Looking aft from the pipe alley. As the 269 began to sink the sea rose higher and higher at the stern of the ship. Courtesy Tim Noble

What was happening was all too clear to Gustavo and to everyone else on the barge, so it was no surprise when everyone was told to put their life jackets on and assemble on deck. Before Gustavo and his men could shut down and leave the storeroom, one of the barge foremen came in and ordered all of them to put out as many buckets and water containers as they could find. There was a considerable number, and as soon as they were stacked at the supply room entrance, a group of men came down and carried off as many as they could handle. When all the available buckets were put out, Gustavo and his assistants were ordered to follow the others aft.

Bucket Brigade

The pumps could no longer keep up with the water flow­ing into spaces near the stern on the machinery deck. Perhaps a bucket brigade would make enough difference to keep them afloat. Over a hundred men had been ordered to form two lines extending from the stern on the machinery deck going up the stairwell leading to the galley. The lines of men ended at the drain in the washing area. Furiously men passed two-­thirds-full buckets up one line and empties back down the other. The water from the buckets, once emptied in the drain, was pumped over the side. The grand plan came to nothing. The bucket brigade didn’t seem to make any difference at all. The water level kept rising. After an hour and a half, the men were told to stop and to go topside.

Not-So-Watertight Doors

In the recreation room welders were trying to seal the hatch in the deck through which water was gushing from the filled compressor room below it. Evidently the water pressure in that space, sealed with watertight doors, was so great that it was forcing open cracks and seams in bulkheads and the ceil­ing. Even using an arc welder, the welders failed to seal the hatch. Superintendent Lobb then ordered mattresses and foam pads to be laid over the hatch cover in a desperate at­tempt to staunch the flow of water into the rec room. The wa­tertight doors that were leaking could still slow the flooding’s advance on the machinery deck, but the living-quarters deck contained few watertight doors. Also, even if there had been watertight doors in every space, the heating/air-conditioning ducts would allow water to be carried to every compartment on the entire deck. More and more mattresses were stacked on the floor of the rec room and still the water gushed in. This proved to be another failure, and now there seemed to be few, if any, options remaining.

Sea Level Creep

By early afternoon another leak had developed on the starboard side, forward, perhaps in a ballast tank beneath the machinery deck. Water began flowing into the desalination room above it, and the 269 began listing further to starboard as water collected on that side.

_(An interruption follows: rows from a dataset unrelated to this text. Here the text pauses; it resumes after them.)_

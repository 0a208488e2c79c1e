//! SQLite database schema for gavel

use rusqlite::{Connection, Result};

pub const CURRENT_SCHEMA_VERSION: i32 = 1;

const SCHEMA_SQL: &str = r#"
-- Rubric versions per event; latest by creation time is active
CREATE TABLE IF NOT EXISTS rubrics (
    id TEXT PRIMARY KEY,
    event_id TEXT NOT NULL,
    created TEXT NOT NULL,
    updated TEXT NOT NULL
);
CREATE INDEX IF NOT EXISTS idx_rubrics_event ON rubrics(event_id, created);

-- Criteria owned by their rubric; position preserves display order
CREATE TABLE IF NOT EXISTS criteria (
    rubric_id TEXT NOT NULL REFERENCES rubrics(id) ON DELETE CASCADE,
    id TEXT NOT NULL,
    name TEXT NOT NULL,
    description TEXT NOT NULL DEFAULT '',
    weight REAL NOT NULL,
    max_score REAL NOT NULL,
    position INTEGER NOT NULL DEFAULT 0,
    PRIMARY KEY (rubric_id, id)
);

-- Competing entries
CREATE TABLE IF NOT EXISTS submissions (
    id TEXT PRIMARY KEY,
    event_id TEXT NOT NULL,
    team_name TEXT NOT NULL,
    rubric_id TEXT NOT NULL REFERENCES rubrics(id),
    track TEXT,
    table_number INTEGER,
    repo_url TEXT,
    demo_url TEXT,
    created TEXT NOT NULL
);
CREATE INDEX IF NOT EXISTS idx_submissions_event ON submissions(event_id, created);

-- Judge/submission bindings with status state machine
CREATE TABLE IF NOT EXISTS assignments (
    id TEXT PRIMARY KEY,
    event_id TEXT NOT NULL,
    judge_id TEXT NOT NULL,
    submission_id TEXT NOT NULL REFERENCES submissions(id),
    status TEXT NOT NULL DEFAULT 'assigned',
    created TEXT NOT NULL,
    updated TEXT NOT NULL,
    UNIQUE (judge_id, submission_id)
);
CREATE INDEX IF NOT EXISTS idx_assignments_event ON assignments(event_id);
CREATE INDEX IF NOT EXISTS idx_assignments_judge ON assignments(judge_id);

-- One score row per (judge, submission); immutable once written
CREATE TABLE IF NOT EXISTS scores (
    id TEXT PRIMARY KEY,
    assignment_id TEXT NOT NULL REFERENCES assignments(id),
    judge_id TEXT NOT NULL,
    submission_id TEXT NOT NULL REFERENCES submissions(id),
    rubric_id TEXT NOT NULL REFERENCES rubrics(id),
    raw_scores TEXT NOT NULL DEFAULT '{}',
    comments TEXT,
    private_notes TEXT,
    created TEXT NOT NULL,
    UNIQUE (judge_id, submission_id)
);
CREATE INDEX IF NOT EXISTS idx_scores_submission ON scores(submission_id);

-- Store metadata
CREATE TABLE IF NOT EXISTS meta (
    key TEXT PRIMARY KEY,
    value TEXT
);
"#;

/// Outcome of schema creation
#[derive(Debug, PartialEq, Eq)]
pub enum SchemaState {
    /// Schema present at the current version
    Ok,
    /// Database was written by an incompatible gavel version
    Incompatible { found: i32 },
}

/// Create or verify the schema. Unlike an index that can be rebuilt from
/// files, this database is the source of truth, so an unknown version is
/// surfaced rather than dropped and recreated.
pub fn create_schema(conn: &Connection) -> Result<SchemaState> {
    let current_version: Option<i32> = conn
        .query_row("SELECT value FROM meta WHERE key = 'schema_version'", [], |r| {
            r.get::<_, String>(0).map(|s| s.parse().unwrap_or(0))
        })
        .ok();

    match current_version {
        None => {
            conn.execute_batch(SCHEMA_SQL)?;
            conn.execute(
                "INSERT OR REPLACE INTO meta (key, value) VALUES ('schema_version', ?1)",
                [&CURRENT_SCHEMA_VERSION.to_string()],
            )?;
            Ok(SchemaState::Ok)
        }
        Some(v) if v == CURRENT_SCHEMA_VERSION => Ok(SchemaState::Ok),
        Some(v) => {
            // Known upgrade steps go here as the schema evolves.
            tracing::error!(found = v, expected = CURRENT_SCHEMA_VERSION, "schema version mismatch");
            Ok(SchemaState::Incompatible { found: v })
        }
    }
}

As the morning had progressed, some of the men had stayed at their life-raft stations. Others had tried to find some shelter from the furious wind, which not only tore at them but blew spray and rain in blinding, stinging sheets, horizontally and continuously. The men began to suffer teeth-chattering cold, and in the tropics they were not prepared for it. The Mexican crew, many of whom wore only skimpy shirts and jeans, suffered the most. Most of the divers and some of the dive-support crew had put on wetsuit tops before coming on deck and so were relatively well protected. Even they, however, looked for sanctuaries more sheltered than the exposed he­liodeck. Some of the dive crew retreated to a semiprotected walkway next to the superstructure of the big crane and below the heliodeck. From their new vantage point they had a good view of the end of the pipe alley where it dropped diagonally into the sea at the 269‘s stern. From the end of the alley the finished pipeline was lowered to the seabed on a long steel tail, called a stinger, which hinged on the transom and had been removed and lashed to the deck prior to Roxanne’s first arrival. Hour after hour the men watched the sea level creep up the diagonal pipe alley, mute testimony to the fact that their vessel was sinking.